The Association for the Healthcare Environment (AHE) is asking the Drug Enforcement Administration (DEA) to reconsider part of a proposed rule on controlled-substance disposal that AHE officials say would require needless manual record-keeping of automated information.
AHE also is asking DEA to clarify what it means by a "non-retrievable substance" so there is no uncertainty about what method of destruction of controlled substances is acceptable to DEA.
DEA proposes that hospitals be required to maintain a paper record of controlled-substance destruction as part of a proposed rule on management and disposal of such substances, which is addressed in the Safe and Responsible Drug Act of 2010.
In a Feb. 19, 2013, letter to DEA Administrator Michele M. Leonhart, AHE states that the requirement would burden clinicians with more paperwork because essential data related to substance disposal already are maintained through the use of automated dispensing cabinets and machines. The added paperwork would reduce time spent for patient care, AHE says.
DEA proposes that destroyed substances become "non-retrievable," which it defines as "permanently altering its physical and/or chemical state through irreversible means to render it unavailable or unusable."
AHE wants clarification because the proposal does not specify how the substances should be destroyed. For example, it is unclear if new technology such as sequestration sinks meets the DEA requirement.

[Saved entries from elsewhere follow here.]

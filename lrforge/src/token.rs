//! Tokens produced by a [`TokenSource`](crate::TokenSource).
//!
//! A token's type is a `u32`: values below 256 are literal character codes
//! (punctuation such as `+` or `(`), values from 256 upward are multi-character
//! token kinds. The built-in kinds produced by the [`Scanner`](crate::Scanner)
//! are listed in [`TokenKind`]; clients with their own scanners may use any
//! other value above 255.

use crate::Pos;
use smartstring::alias::String;
use std::fmt;

/// First type id available for multi-character token kinds.
pub const FIRST_KIND_TYPE: u32 = 256;

/// Built-in multi-character token kinds.
#[derive(Debug, Clone, Copy, PartialEq, Eq, Hash)]
#[repr(u32)]
pub enum TokenKind {
    Int = 256,
    Float = 257,
    Str = 258,
    Bool = 259,
    Ident = 260,
    End = 261,
    Whitespace = 262,
}

impl TokenKind {
    pub const ALL: [TokenKind; 7] = [
        TokenKind::Int,
        TokenKind::Float,
        TokenKind::Str,
        TokenKind::Bool,
        TokenKind::Ident,
        TokenKind::End,
        TokenKind::Whitespace,
    ];

    /// The token type id of this kind.
    #[inline]
    pub fn type_id(self) -> u32 {
        self as u32
    }

    pub fn from_type_id(ttype: u32) -> Option<TokenKind> {
        Self::ALL.into_iter().find(|k| k.type_id() == ttype)
    }

    /// Lowercase name, also used as the default display name of the
    /// terminal symbol registered for this kind.
    pub fn name(self) -> &'static str {
        match self {
            TokenKind::Int => "int",
            TokenKind::Float => "float",
            TokenKind::Str => "string",
            TokenKind::Bool => "bool",
            TokenKind::Ident => "ident",
            TokenKind::End => "end",
            TokenKind::Whitespace => "whitespace",
        }
    }

    pub fn from_name(name: &str) -> Option<TokenKind> {
        Self::ALL.into_iter().find(|k| k.name() == name)
    }
}

impl fmt::Display for TokenKind {
    fn fmt(&self, f: &mut fmt::Formatter<'_>) -> fmt::Result {
        f.write_str(self.name())
    }
}

/// Literal payload carried by a token.
#[derive(Debug, Clone, PartialEq, Default)]
pub enum TokenValue {
    /// Punctuation, whitespace and end of input.
    #[default]
    None,
    Int(i64),
    Float(f64),
    /// String literal contents, without the quotes.
    Str(String),
    Bool(bool),
    Ident(String),
}

/// A scanned token: position, type id and payload.
#[derive(Debug, Clone, PartialEq)]
pub struct Token {
    pub pos: Pos,
    pub ttype: u32,
    pub value: TokenValue,
}

impl Token {
    #[must_use]
    pub fn new(pos: Pos, ttype: u32, value: TokenValue) -> Self {
        Self { pos, ttype, value }
    }

    /// A single-character punctuation token.
    #[must_use]
    pub fn punct(pos: Pos, ch: char) -> Self {
        Self::new(pos, ch as u32, TokenValue::None)
    }

    /// The end-of-input token.
    #[must_use]
    pub fn end(offset: usize) -> Self {
        Self::new(Pos::at(offset), TokenKind::End.type_id(), TokenValue::None)
    }

    /// The built-in kind of this token, `None` for character tokens and
    /// client-defined kinds.
    pub fn kind(&self) -> Option<TokenKind> {
        TokenKind::from_type_id(self.ttype)
    }

    /// The literal character of a punctuation token.
    pub fn as_char(&self) -> Option<char> {
        if self.ttype < FIRST_KIND_TYPE {
            char::from_u32(self.ttype)
        } else {
            None
        }
    }

    #[inline]
    pub fn is_end(&self) -> bool {
        self.ttype == TokenKind::End.type_id()
    }

    /// Tokens the parser skips.
    #[inline]
    pub fn is_trivia(&self) -> bool {
        self.ttype == TokenKind::Whitespace.type_id()
    }
}

impl fmt::Display for Token {
    fn fmt(&self, f: &mut fmt::Formatter<'_>) -> fmt::Result {
        match (&self.value, self.as_char()) {
            (TokenValue::None, Some(ch)) => write!(f, "'{}'", ch),
            (TokenValue::None, None) => match self.kind() {
                Some(kind) => write!(f, "{}", kind),
                None => write!(f, "token type {}", self.ttype),
            },
            (TokenValue::Int(n), _) => write!(f, "int {}", n),
            (TokenValue::Float(x), _) => write!(f, "float {}", x),
            (TokenValue::Str(s), _) => write!(f, "string {:?}", s.as_str()),
            (TokenValue::Bool(b), _) => write!(f, "bool {}", b),
            (TokenValue::Ident(s), _) => write!(f, "ident {}", s),
        }
    }
}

The proposal does not state whether substances rendered non-retrievable can be shipped or transported as solid waste without additional documentation or monitoring by the Department of Transportation.
The proposed rule also says flushing does not render drugs non-retrievable but in many smaller health care settings it is the only short-term option available, according to AHE. Flushing meets the non-retrievable definition and needs to remain an option, AHE says.